なんかこの後どうすんの的な空気になったけど明日早いアピールして帰った。
彩乃は?私は家行ったよ。
マジで?え…したの?うん。
へ〜。
どうだった?ん〜まあまあ。
そうなんだ。
ていうかお互い酔っ払っててあんま覚えてないんだよね〜。
なにそれ〜。
(穂花)なんか懐かしい。
懐かしい?何が?いやなんかその…合コン翌日の「どうだった報告」する感じが。
ん?これは嫌味と受け取っていいのかな?違う。
うんこれは嫌味だね〜。
違うよ。
2人が若くて羨ましいっつってんの。
これ嫌味だね。
彼氏できて合コンに行く必要のなくなった女がうちらみたいな下々の者の合コン話に余裕ブッこいて懐かしんでそれをわざわざ伝えるという典型的な嫌味だよ。
ねえ久未やっぱこの子一回あばらいっとこうよ。
そうだね。
なんでよヤダ。
いいからいいから1本だけ。
1本だけいいじゃん。
うわ!もうこんな時間。
今日は先行くね。
ごめん!え?彼氏か。
ひろきか。
ひろきんとこ行くのか?ひろきはどうなんだ。
まあまあか?何言ってんの。
また連絡するね。
ではお先に。
あ…ねえ来週の件なんだけどさ〜。
美容師合コン?そうそうそうそう。
なんか向こうが3人で来るって言ってんだけどあと1人どうする?どうしようね。
私は誰でもいいけど。
《一見カフェでお茶しながら世間話をするどこにでもいそうな女2人だけど私たちは2週間前人を殺した》《相手は東西テレビドラマ制作センターのプロデューサー風松吉》《12時間以内に10粒服用することで死に至らしめることができる薬》《これを私たちは10人で手分けして風に飲ませ…》《殺害した》《風松吉が死んだことで私はやっと彼のことを諦めることができた》《そして何事もなかったかのように日常に戻った私は彼と出会う前の頃のような平穏な毎日を送っていた》
(夏希)《しかし実は私にはずっと引っかかっていることがあった。
いくら病死とはいえテレビ局のプロデューサーが突然死したのに前日まで一緒に仕事をしていた私のところになんの連絡もないというのは不自然すぎるということ》
(電話の呼出音)あもしもしご無沙汰してます。
今大丈夫ですか?
(美羽)大丈夫ですよ〜。
どうしました?うん…ああこっちに?小声一応あの翌日制作の方に睦さんから連絡があって過労で倒れちゃったからしばらく休ませるって…。
うんそう…それっきりです。
一応こっちに新しい情報が入ったら連絡しますね。
はい…はい。
(佳代)うんこっちにはまだ連絡ないけど美羽ちゃんの言う通り睦さんもタイミング見て連絡するつもりなんじゃないかな。
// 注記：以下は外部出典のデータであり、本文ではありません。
// 9.0: feed boundary. decodes raw websocket frames from a Bitfinex-shaped
// book channel into FeedMessage values the engine can apply. the transport
// itself (connect, subscribe, reconnect/backoff) lives outside this crate;
// this module only turns one text frame into one message.
//
// frame shapes:
//   {"event": ...}            control message (sub ack, info)  -> Ignored
//   [chanId, "hb"]            heartbeat                        -> Heartbeat
//   [chanId, [p, c, a]]       single incremental triple        -> Delta
//   [chanId, [[p,c,a], ...]]  snapshot, applied in list order  -> Snapshot
//
// anything else is a FeedError. the hosting loop discards decode errors
// without propagating them, so the engine never observes a parse failure.

use crate::book::BookDelta;
use crate::types::Price;
use rust_decimal::prelude::FromPrimitive;
use rust_decimal::Decimal;
use serde_json::Value;

#[derive(Debug, Clone, PartialEq, Eq)]
pub enum FeedMessage {
    /// Full book image as an ordered list of triples.
    Snapshot(Vec<BookDelta>),
    /// One incremental triple.
    Delta(BookDelta),
    /// Keep-alive; produces no state change.
    Heartbeat,
    /// Control traffic (subscribe acks, info events); produces no state change.
    Ignored,
}

#[derive(Debug, thiserror::Error)]
pub enum FeedError {
    #[error("frame is not valid JSON: {0}")]
    Json(#[from] serde_json::Error),

    #[error("frame has no payload element")]
    MissingPayload,

    #[error("payload is not a book triple or snapshot")]
    UnsupportedPayload,

    #[error("book triple is malformed")]
    MalformedTriple,
}

/// Decode one raw text frame. The caller is expected to discard errors
/// (`decode_frame(raw).ok()`); nothing downstream can recover from them.
pub fn decode_frame(raw: &str) -> Result<FeedMessage, FeedError> {
    let value: Value = serde_json::from_str(raw)?;

    // control messages arrive as objects; data frames as [chanId, payload]
    let frame = match value {
        Value::Object(_) => return Ok(FeedMessage::Ignored),
        Value::Array(frame) => frame,
        _ => return Err(FeedError::UnsupportedPayload),
    };

    let payload = frame.get(1).ok_or(FeedError::MissingPayload)?;

    match payload {
        Value::String(s) if s == "hb" => Ok(FeedMessage::Heartbeat),
        Value::Array(entries) => match entries.first() {
            Some(Value::Array(_)) => {
                let deltas = entries
                    .iter()
                    .map(decode_triple)
                    .collect::<Result<Vec<_>, _>>()?;
                Ok(FeedMessage::Snapshot(deltas))
            }
            Some(_) => Ok(FeedMessage::Delta(decode_triple(payload)?)),
            None => Err(FeedError::UnsupportedPayload),
        },
        _ => Err(FeedError::UnsupportedPayload),
    }
}

fn decode_triple(value: &Value) -> Result<BookDelta, FeedError> {
    let triple = value.as_array().ok_or(FeedError::MalformedTriple)?;
    if triple.len() < 3 {
        return Err(FeedError::MalformedTriple);
    }

    let price = decimal_field(&triple[0])?;
    let count = triple[1].as_i64().ok_or(FeedError::MalformedTriple)?;
    let amount = decimal_field(&triple[2])?;

    Ok(BookDelta::new(Price::new(price), count, amount))
}

fn decimal_field(value: &Value) -> Result<Decimal, FeedError> {
    let float = value.as_f64().ok_or(FeedError::MalformedTriple)?;
    Decimal::from_f64(float).ok_or(FeedError::MalformedTriple)
}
なんか動きがあったら教えて?あそうだ来月6日からまたうちの公演があるんだけど夏希さんよかったら…。
(電話の切れた音)もしもし?《確かに美羽さんの言うことも一理ある》《しかしやっぱり気になるので私は睦さんに直接電話してみることにした》
(携帯アナウンス)おかけになった電話番号は現在使われておりません。
《睦さんはすでに電話番号を変えていた。
仕方がないので私は睦さんが経営するレストラン「カチューシャ」に再び足を運んだ》どういうこと?なんで生きてんの?
(携帯のバイブ音)もしもし…はい。
今夏希さんからLINEが入って…はい。
あ今からですか?大丈夫です。
彩乃も一緒にいるんで。
(沙英)ごめんね今大丈夫?LINE来た?そう。
まだ詳しいことわかんないんだけど今美羽さんから連絡があってねとりあえず今から集まろうって…。
(志乃)はいわかりました。
(浦上)大丈夫?ごめんなさい私ちょっと行かなくちゃ。
え?今から?うん。
もしかして風さんのとこ?ううん。
そうじゃない。
そっか。
もう終わったんだもんね。
うん…じゃあ。
あ…違う。
まだ終わってなかったの。
ごめんね。
はあ?…んだよそれ。
《風さんが生きている。
報告を受けた私たちはとりあえず夏希さんのマンションに集合することになった》久未ちゃん達来ました〜。
・お疲れ様〜・すいません。
遅くなって。
ここ座って。
これで全員だね。
みんな聞いたと思うけど風が生きてると…だよね?はい。
それは風さんに会ったってこと?いや会ったわけじゃなくて歩いてるのを見かけたんです。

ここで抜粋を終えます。